▸ **Work instruction**:
Every record, from first to last, should be written out again exactly.

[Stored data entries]
*-*-*
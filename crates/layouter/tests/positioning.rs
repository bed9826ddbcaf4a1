//! Out-of-flow and offset boxes, hidden subtrees and document coordinates.

use std::rc::Rc;

use anyhow::Context as _;
use layouter::{
    BackendKind, Element, EngineRegistry, Geometry, LayoutOptions, LayoutPass, LayoutResult,
    NoContent,
};

async fn solve(root: &Element, backend: BackendKind) -> anyhow::Result<LayoutResult> {
    let _ignored = env_logger::builder().is_test(true).try_init();
    let registry = EngineRegistry::new();
    let options = LayoutOptions::sized(800.0, 600.0).with_backend(backend);
    let pass = LayoutPass::prepare_with(&registry, options).await?;
    pass.run(root, Rc::new(NoContent))
}

fn at(geometry: Geometry, left: f32, top: f32, width: f32, height: f32) -> bool {
    [
        (geometry.left, left),
        (geometry.top, top),
        (geometry.width, width),
        (geometry.height, height),
    ]
    .iter()
    .all(|(actual, expected)| (actual - expected).abs() <= 1.0)
}

fn square(size: f32) -> Element {
    Element::new("div").with("width", size).with("height", size)
}

fn stage() -> Element {
    Element::new("div")
        .with("width", 300.0)
        .with("height", 200.0)
        .with("padding", "10px")
        .with("position", "relative")
        .with("align-items", "flex-start")
        .with_children([
            square(50.0),
            square(40.0)
                .with("position", "absolute")
                .with("top", 20.0)
                .with("left", 30.0)
                .with_child(square(10.0)),
            square(20.0)
                .with("position", "absolute")
                .with("inset", "auto 10px 10px auto"),
            square(50.0).with("position", "relative").with("top", 5.0).with("left", 5.0),
            square(50.0).with("top", 100.0),
            square(50.0).with("display", "none").with_child(square(10.0)),
        ])
}

#[cfg(test)]
mod tests {
    use super::*;

    /// Absolute boxes leave the flow and sit against the padding box; relative
    /// boxes shift from their flow position; static boxes ignore insets.
    ///
    /// # Panics
    /// Panics if any box is misplaced.
    #[tokio::test]
    async fn positioned_boxes() -> anyhow::Result<()> {
        for backend in BackendKind::ALL {
            let result = solve(&stage(), backend).await?;
            let boxes: Vec<Geometry> = (0..6)
                .map(|index| result.get(&[index]).map(|node| node.geometry))
                .collect::<Option<_>>()
                .context("stage children")?;

            assert!(at(boxes[0], 10.0, 10.0, 50.0, 50.0), "{backend}: {:?}", boxes[0]);
            assert!(at(boxes[1], 30.0, 20.0, 40.0, 40.0), "{backend}: {:?}", boxes[1]);
            assert!(at(boxes[2], 270.0, 170.0, 20.0, 20.0), "{backend}: {:?}", boxes[2]);
            assert!(at(boxes[3], 65.0, 15.0, 50.0, 50.0), "{backend}: {:?}", boxes[3]);
            assert!(at(boxes[4], 110.0, 10.0, 50.0, 50.0), "{backend}: {:?}", boxes[4]);
        }
        Ok(())
    }

    /// `display: none` collapses the whole subtree to nothing.
    ///
    /// # Panics
    /// Panics if the hidden box or its child keeps a size.
    #[tokio::test]
    async fn hidden_subtree_has_no_size() -> anyhow::Result<()> {
        for backend in BackendKind::ALL {
            let result = solve(&stage(), backend).await?;
            for path in [&[5][..], &[5, 0][..]] {
                let hidden = result.get(path).context("hidden box")?.geometry;
                assert!(hidden.width.abs() < f32::EPSILON && hidden.height.abs() < f32::EPSILON);
            }
        }
        Ok(())
    }

    /// Reported positions are in document coordinates, not parent-relative.
    ///
    /// # Panics
    /// Panics if a nested box is not offset by its ancestors.
    #[tokio::test]
    async fn nested_positions_accumulate() -> anyhow::Result<()> {
        let page = Element::new("div")
            .with("padding", "7px")
            .with_child(Element::new("div").with("margin", "3px").with_child(square(5.0)));
        for backend in BackendKind::ALL {
            let result = solve(&page, backend).await?;
            let inner = result.get(&[0, 0]).context("inner")?.geometry;
            assert!(at(inner, 10.0, 10.0, 5.0, 5.0), "{backend}: {inner:?}");

            let pinned = solve(&stage(), backend).await?;
            let dot = pinned.get(&[1, 0]).context("pinned dot")?.geometry;
            assert!(at(dot, 30.0, 20.0, 10.0, 10.0), "{backend}: {dot:?}");
        }
        Ok(())
    }
}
*-*-*
▸ **Expected answer**:
filename crates/layouter/tests/positioning.rs
repository bed9826ddbcaf4a1
//! Out-of-flow and offset boxes, hidden subtrees and document coordinates.

use std::rc::Rc;

use anyhow::Context as _;
use layouter::{
    BackendKind, Element, EngineRegistry, Geometry, LayoutOptions, LayoutPass, LayoutResult,
    NoContent,
};

async fn solve(root: &Element, backend: BackendKind) -> anyhow::Result<LayoutResult> {
    let _ignored = env_logger::builder().is_test(true).try_init();
    let registry = EngineRegistry::new();
    let options = LayoutOptions::sized(800.0, 600.0).with_backend(backend);
    let pass = LayoutPass::prepare_with(&registry, options).await?;
    pass.run(root, Rc::new(NoContent))
}

fn at(geometry: Geometry, left: f32, top: f32, width: f32, height: f32) -> bool {
    [
        (geometry.left, left),
        (geometry.top, top),
        (geometry.width, width),
        (geometry.height, height),
    ]
    .iter()
    .all(|(actual, expected)| (actual - expected).abs() <= 1.0)
}

fn square(size: f32) -> Element {
    Element::new("div").with("width", size).with("height", size)
}

fn stage() -> Element {
    Element::new("div")
        .with("width", 300.0)
        .with("height", 200.0)
        .with("padding", "10px")
        .with("position", "relative")
        .with("align-items", "flex-start")
        .with_children([
            square(50.0),
            square(40.0)
                .with("position", "absolute")
                .with("top", 20.0)
                .with("left", 30.0)
                .with_child(square(10.0)),
            square(20.0)
                .with("position", "absolute")
                .with("inset", "auto 10px 10px auto"),
            square(50.0).with("position", "relative").with("top", 5.0).with("left", 5.0),
            square(50.0).with("top", 100.0),
            square(50.0).with("display", "none").with_child(square(10.0)),
        ])
}

#[cfg(test)]
mod tests {
    use super::*;

    /// Absolute boxes leave the flow and sit against the padding box; relative
    /// boxes shift from their flow position; static boxes ignore insets.
    ///
    /// # Panics
    /// Panics if any box is misplaced.
    #[tokio::test]
    async fn positioned_boxes() -> anyhow::Result<()> {
        for backend in BackendKind::ALL {
            let result = solve(&stage(), backend).await?;
            let boxes: Vec<Geometry> = (0..6)
                .map(|index| result.get(&[index]).map(|node| node.geometry))
                .collect::<Option<_>>()
                .context("stage children")?;

            assert!(at(boxes[0], 10.0, 10.0, 50.0, 50.0), "{backend}: {:?}", boxes[0]);
            assert!(at(boxes[1], 30.0, 20.0, 40.0, 40.0), "{backend}: {:?}", boxes[1]);
            assert!(at(boxes[2], 270.0, 170.0, 20.0, 20.0), "{backend}: {:?}", boxes[2]);
            assert!(at(boxes[3], 65.0, 15.0, 50.0, 50.0), "{backend}: {:?}", boxes[3]);
            assert!(at(boxes[4], 110.0, 10.0, 50.0, 50.0), "{backend}: {:?}", boxes[4]);
        }
        Ok(())
    }

    /// `display: none` collapses the whole subtree to nothing.
    ///
    /// # Panics
    /// Panics if the hidden box or its child keeps a size.
    #[tokio::test]
    async fn hidden_subtree_has_no_size() -> anyhow::Result<()> {
        for backend in BackendKind::ALL {
            let result = solve(&stage(), backend).await?;
            for path in [&[5][..], &[5, 0][..]] {
                let hidden = result.get(path).context("hidden box")?.geometry;
                assert!(hidden.width.abs() < f32::EPSILON && hidden.height.abs() < f32::EPSILON);
            }
        }
        Ok(())
    }

    /// Reported positions are in document coordinates, not parent-relative.
    ///
    /// # Panics
    /// Panics if a nested box is not offset by its ancestors.
    #[tokio::test]
    async fn nested_positions_accumulate() -> anyhow::Result<()> {
        let page = Element::new("div")
            .with("padding", "7px")
            .with_child(Element::new("div").with("margin", "3px").with_child(square(5.0)));
        for backend in BackendKind::ALL {
            let result = solve(&page, backend).await?;
            let inner = result.get(&[0, 0]).context("inner")?.geometry;
            assert!(at(inner, 10.0, 10.0, 5.0, 5.0), "{backend}: {inner:?}");

            let pinned = solve(&stage(), backend).await?;
            let dot = pinned.get(&[1, 0]).context("pinned dot")?.geometry;
            assert!(at(dot, 30.0, 20.0, 10.0, 10.0), "{backend}: {dot:?}");
        }
        Ok(())
    }
}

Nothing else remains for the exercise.